Obviously, these invariant curves are symmetric with respect to coordinate axes. We only need to consider the curve in first quadrant, i.e. the graph defined by

\xi^{\prime}=\sqrt{\xi^{4}+2H\xi^{2}+2(c+1)}.

(2.11)

Denote

\Delta_{\xi}=(2H)^{2}-8(c+1).

In Fig.2.4, we list all possible types of invariant curves in $(\xi,\xi^{\prime})$ coordinates.

Similarly, denote $\Delta_{\eta}=(2H)^{2}-8(c-1)=\Delta_{\xi}+16$ . Then all possible types of invariant curves in $(\eta,\eta^{\prime})$ coordinate are illustrated in Fig.2.5.

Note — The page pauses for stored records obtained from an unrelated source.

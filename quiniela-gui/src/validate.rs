use email_address::EmailAddress;

/// A single rule applied to the raw content of a text field.
#[derive(Debug, Clone, Copy, PartialEq, Eq)]
pub enum Constraint {
    Required,
    MinLength(usize),
    Email,
}

impl Constraint {
    pub fn holds(&self, value: &str) -> bool {
        match self {
            Constraint::Required => !value.trim().is_empty(),
            // Constraints other than Required accept an empty value, an
            // optional field left blank is fine.
            Constraint::MinLength(min) => value.is_empty() || value.chars().count() >= *min,
            Constraint::Email => {
                value.is_empty()
                    || EmailAddress::parse_with_options(
                        value,
                        email_address::Options::default().with_required_tld(),
                    )
                    .is_ok()
            }
        }
    }
}

/// The set of constraints attached to one field.
///
/// Submission eligibility is always recomputed from the raw field values
/// through [`FieldRules::check`], never read back from what the widgets
/// currently display.
#[derive(Debug, Clone, Copy)]
pub struct FieldRules {
    constraints: &'static [Constraint],
}

impl FieldRules {
    pub const fn new(constraints: &'static [Constraint]) -> Self {
        Self { constraints }
    }

    pub fn check(&self, value: &str) -> bool {
        self.constraints.iter().all(|c| c.holds(value))
    }
}

#[cfg(test)]
mod tests {
    use super::*;

    #[test]
    fn required_rejects_blank_values() {
        assert!(!Constraint::Required.holds(""));
        assert!(!Constraint::Required.holds("   "));
        assert!(Constraint::Required.holds("admin"));
    }

    #[test]
    fn min_length_skips_empty_values() {
        assert!(Constraint::MinLength(6).holds(""));
        assert!(!Constraint::MinLength(6).holds("abc12"));
        assert!(Constraint::MinLength(6).holds("abc123"));
    }

    #[test]
    fn email_requires_a_tld() {
        assert!(Constraint::Email.holds(""));
        assert!(Constraint::Email.holds("user@example.com"));
        assert!(!Constraint::Email.holds("user@example"));
        assert!(!Constraint::Email.holds("not-an-email"));
    }

    #[test]
    fn rules_combine_constraints() {
        const PASSWORD: FieldRules =
            FieldRules::new(&[Constraint::Required, Constraint::MinLength(6)]);
        assert!(!PASSWORD.check(""));
        assert!(!PASSWORD.check("abc12"));
        assert!(PASSWORD.check("abc123"));
    }
}
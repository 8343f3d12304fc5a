use std::sync::Arc;

use iced::{Subscription, Task};
use tracing::{error, info};
use tracing_subscriber::filter::LevelFilter;

use quiniela_ui::widget::Element;

use crate::{
    dashboard::{self, DashboardPanel},
    dir::QuinielaDirectory,
    login::{self, LoginPanel},
    logger::setup_logger,
    register::{self, RegisterPanel},
    services::{
        auth::{AuthService, StubAuthClient},
        registration::{RegistrationService, SimulatedRegistration},
    },
    VERSION,
};

/// The places a screen can ask to be taken to.
#[derive(Debug, Clone, Copy, PartialEq, Eq)]
pub enum Route {
    Login,
    Register,
    Dashboard,
}

impl Route {
    pub fn path(self) -> &'static str {
        match self {
            Route::Login => "/auth/login",
            Route::Register => "/auth/register",
            Route::Dashboard => "/dashboard",
        }
    }
}

pub enum State {
    Login(Box<LoginPanel>),
    Register(Box<RegisterPanel>),
    Dashboard(Box<DashboardPanel>),
}

#[derive(Debug)]
pub enum Message {
    CtrlC,
    Event(iced::Event),
    Login(Box<login::Message>),
    Register(Box<register::Message>),
    Dashboard(Box<dashboard::Message>),
}

async fn ctrl_c() -> Result<(), ()> {
    if let Err(e) = tokio::signal::ctrl_c().await {
        error!("{}", e);
    };
    info!("Signal received, exiting");
    Ok(())
}

pub struct GUI {
    state: State,
    auth: Arc<dyn AuthService>,
    registration: Arc<dyn RegistrationService>,
}

impl GUI {
    pub fn title(&self) -> String {
        format!("Quiniela v{}", VERSION)
    }

    pub fn new((config, log_level): (Config, Option<LevelFilter>)) -> (GUI, Task<Message>) {
        let log_level = log_level.unwrap_or_else(|| {
            crate::config::Config::from_file(
                &config
                    .quiniela_directory
                    .path()
                    .join(crate::config::DEFAULT_FILE_NAME),
            )
            .ok()
            .and_then(|cfg| cfg.log_level().ok())
            .unwrap_or(LevelFilter::INFO)
        });
        if let Err(e) = setup_logger(log_level, config.quiniela_directory.clone()) {
            eprintln!("Failed to setup logger: {}", e);
        }

        let auth: Arc<dyn AuthService> = Arc::new(StubAuthClient::new());
        let registration: Arc<dyn RegistrationService> = Arc::new(SimulatedRegistration::new());

        // A live session lands directly on the dashboard.
        let (state, task) = if auth.is_authenticated() {
            let (panel, task) = DashboardPanel::new(auth.clone());
            (
                State::Dashboard(Box::new(panel)),
                task.map(|msg| Message::Dashboard(Box::new(msg))),
            )
        } else {
            let (panel, task) = LoginPanel::new(auth.clone());
            (
                State::Login(Box::new(panel)),
                task.map(|msg| Message::Login(Box::new(msg))),
            )
        };

        (
            Self {
                state,
                auth,
                registration,
            },
            Task::batch(vec![Task::perform(ctrl_c(), |_| Message::CtrlC), task]),
        )
    }

    fn goto(&mut self, route: Route) -> Task<Message> {
        info!("navigating to {}", route.path());
        match route {
            Route::Login => {
                let (panel, task) = LoginPanel::new(self.auth.clone());
                self.state = State::Login(Box::new(panel));
                task.map(|msg| Message::Login(Box::new(msg)))
            }
            Route::Register => {
                let (panel, task) = RegisterPanel::new(self.registration.clone());
                self.state = State::Register(Box::new(panel));
                task.map(|msg| Message::Register(Box::new(msg)))
            }
            Route::Dashboard => {
                let (panel, task) = DashboardPanel::new(self.auth.clone());
                self.state = State::Dashboard(Box::new(panel));
                task.map(|msg| Message::Dashboard(Box::new(msg)))
            }
        }
    }

    pub fn update(&mut self, message: Message) -> Task<Message> {
        match message {
            Message::CtrlC
            | Message::Event(iced::Event::Window(iced::window::Event::CloseRequested)) => {
                iced::window::get_latest().and_then(iced::window::close)
            }
            // Messages are only routed to the screen that is still mounted,
            // anything aimed at a replaced screen is dropped here.
            Message::Login(msg) => match (&mut self.state, *msg) {
                (State::Login(_), login::Message::Redirect(route)) => self.goto(route),
                (State::Login(_), login::Message::View(login::ViewMessage::GoToRegister)) => {
                    self.goto(Route::Register)
                }
                (State::Login(panel), msg) => panel
                    .update(msg)
                    .map(|msg| Message::Login(Box::new(msg))),
                _ => Task::none(),
            },
            Message::Register(msg) => match (&mut self.state, *msg) {
                (State::Register(_), register::Message::Redirect(route)) => self.goto(route),
                (
                    State::Register(_),
                    register::Message::View(register::ViewMessage::GoToLogin),
                ) => self.goto(Route::Login),
                (State::Register(panel), msg) => panel
                    .update(msg)
                    .map(|msg| Message::Register(Box::new(msg))),
                _ => Task::none(),
            },
            Message::Dashboard(msg) => match (&mut self.state, *msg) {
                (State::Dashboard(_), dashboard::Message::Redirect(route)) => self.goto(route),
                (State::Dashboard(panel), msg) => panel
                    .update(msg)
                    .map(|msg| Message::Dashboard(Box::new(msg))),
                _ => Task::none(),
            },
            _ => Task::none(),
        }
    }

    pub fn subscription(&self) -> Subscription<Message> {
        iced::event::listen_with(|event, status, _| match (&event, status) {
            (
                iced::Event::Window(iced::window::Event::CloseRequested),
                iced::event::Status::Ignored,
            ) => Some(Message::Event(event)),
            _ => None,
        })
    }

    pub fn view(&self) -> Element<Message> {
        match &self.state {
            State::Login(panel) => panel.view().map(|msg| Message::Login(Box::new(msg))),
            State::Register(panel) => panel.view().map(|msg| Message::Register(Box::new(msg))),
            State::Dashboard(panel) => {
                panel.view().map(|msg| Message::Dashboard(Box::new(msg)))
            }
        }
    }

    pub fn scale_factor(&self) -> f64 {
        1.0
    }
}

pub struct Config {
    pub quiniela_directory: QuinielaDirectory,
}

impl Config {
    pub fn new(quiniela_directory: QuinielaDirectory) -> Self {
        Self { quiniela_directory }
    }
}

#[cfg(test)]
mod tests {
    use super::*;
    use std::time::Duration;

    fn gui() -> GUI {
        let auth: Arc<dyn AuthService> =
            Arc::new(StubAuthClient::with_latency(Duration::from_millis(0)));
        let registration: Arc<dyn RegistrationService> =
            Arc::new(SimulatedRegistration::with_delay(Duration::from_millis(0)));
        let (panel, _task) = LoginPanel::new(auth.clone());
        GUI {
            state: State::Login(Box::new(panel)),
            auth,
            registration,
        }
    }

    #[test]
    fn route_paths() {
        assert_eq!(Route::Login.path(), "/auth/login");
        assert_eq!(Route::Register.path(), "/auth/register");
        assert_eq!(Route::Dashboard.path(), "/dashboard");
    }

    #[tokio::test]
    async fn navigation_replaces_the_screen() {
        let mut gui = gui();
        let _ = gui.update(Message::Login(Box::new(login::Message::View(
            login::ViewMessage::GoToRegister,
        ))));
        assert!(matches!(gui.state, State::Register(_)));

        let _ = gui.update(Message::Register(Box::new(register::Message::Redirect(
            Route::Login,
        ))));
        assert!(matches!(gui.state, State::Login(_)));
    }

    #[tokio::test]
    async fn messages_for_a_replaced_screen_are_dropped() {
        let mut gui = gui();
        let _ = gui.update(Message::Login(Box::new(login::Message::View(
            login::ViewMessage::GoToRegister,
        ))));
        assert!(matches!(gui.state, State::Register(_)));

        // A login submission that settles after the user navigated away
        // must not move the screen anywhere.
        let _ = gui.update(Message::Login(Box::new(login::Message::Redirect(
            Route::Dashboard,
        ))));
        assert!(matches!(gui.state, State::Register(_)));
    }

    #[tokio::test]
    async fn sign_out_returns_to_login() {
        let mut gui = gui();
        let user = crate::services::auth::UserRecord {
            id: 1,
            name: "Administrador".to_string(),
            username: "admin".to_string(),
            email: "admin@system.com".to_string(),
            is_admin: true,
        };
        gui.auth.store_user_data(user);
        let _ = gui.update(Message::Login(Box::new(login::Message::Redirect(
            Route::Dashboard,
        ))));
        assert!(matches!(gui.state, State::Dashboard(_)));

        let _ = gui.update(Message::Dashboard(Box::new(dashboard::Message::View(
            dashboard::ViewMessage::SignOut,
        ))));
        // The redirect task has not run yet, the panel asked for it.
        let _ = gui.update(Message::Dashboard(Box::new(dashboard::Message::Redirect(
            Route::Login,
        ))));
        assert!(matches!(gui.state, State::Login(_)));
        assert!(!gui.auth.is_authenticated());
    }
}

Note that $H$ and $c$ are conserved throughout the motion. For any given initial condition, $H$ and $c$ are determined. One can readily identify the invariant curves for $(\xi,\xi^{\prime})$ and $(\eta,\eta^{\prime})$ . The periodic solutions of the Stark problem are precisely those periodic solutions in $(\xi,\eta,\tau)$ coordinates. Thus, the solution is periodic if and only if both $\xi$ and $\eta$ are periodic, and their periods are rationally dependent.

Remark 2.

It should be noted that the mapping $(\xi,\eta)\rightarrow(x,y)$ is a four-to-two relationship whenever both $\xi$ and $\eta$ are non-zero. In general, each solution in $(\xi,\eta)$ coordinates corresponds to two solutions in $(x,y)$ coordinates, symmetric with respect to the $x$ -axis. Due to the system’s natural symmetry, we consider the two symmetric solutions in $(x,y)$ coordinates as a single entity. Consequently, for any orbit in $(\xi,\eta)$ coordinates, we obtain a unique orbit in $(x,y)$ coordinates.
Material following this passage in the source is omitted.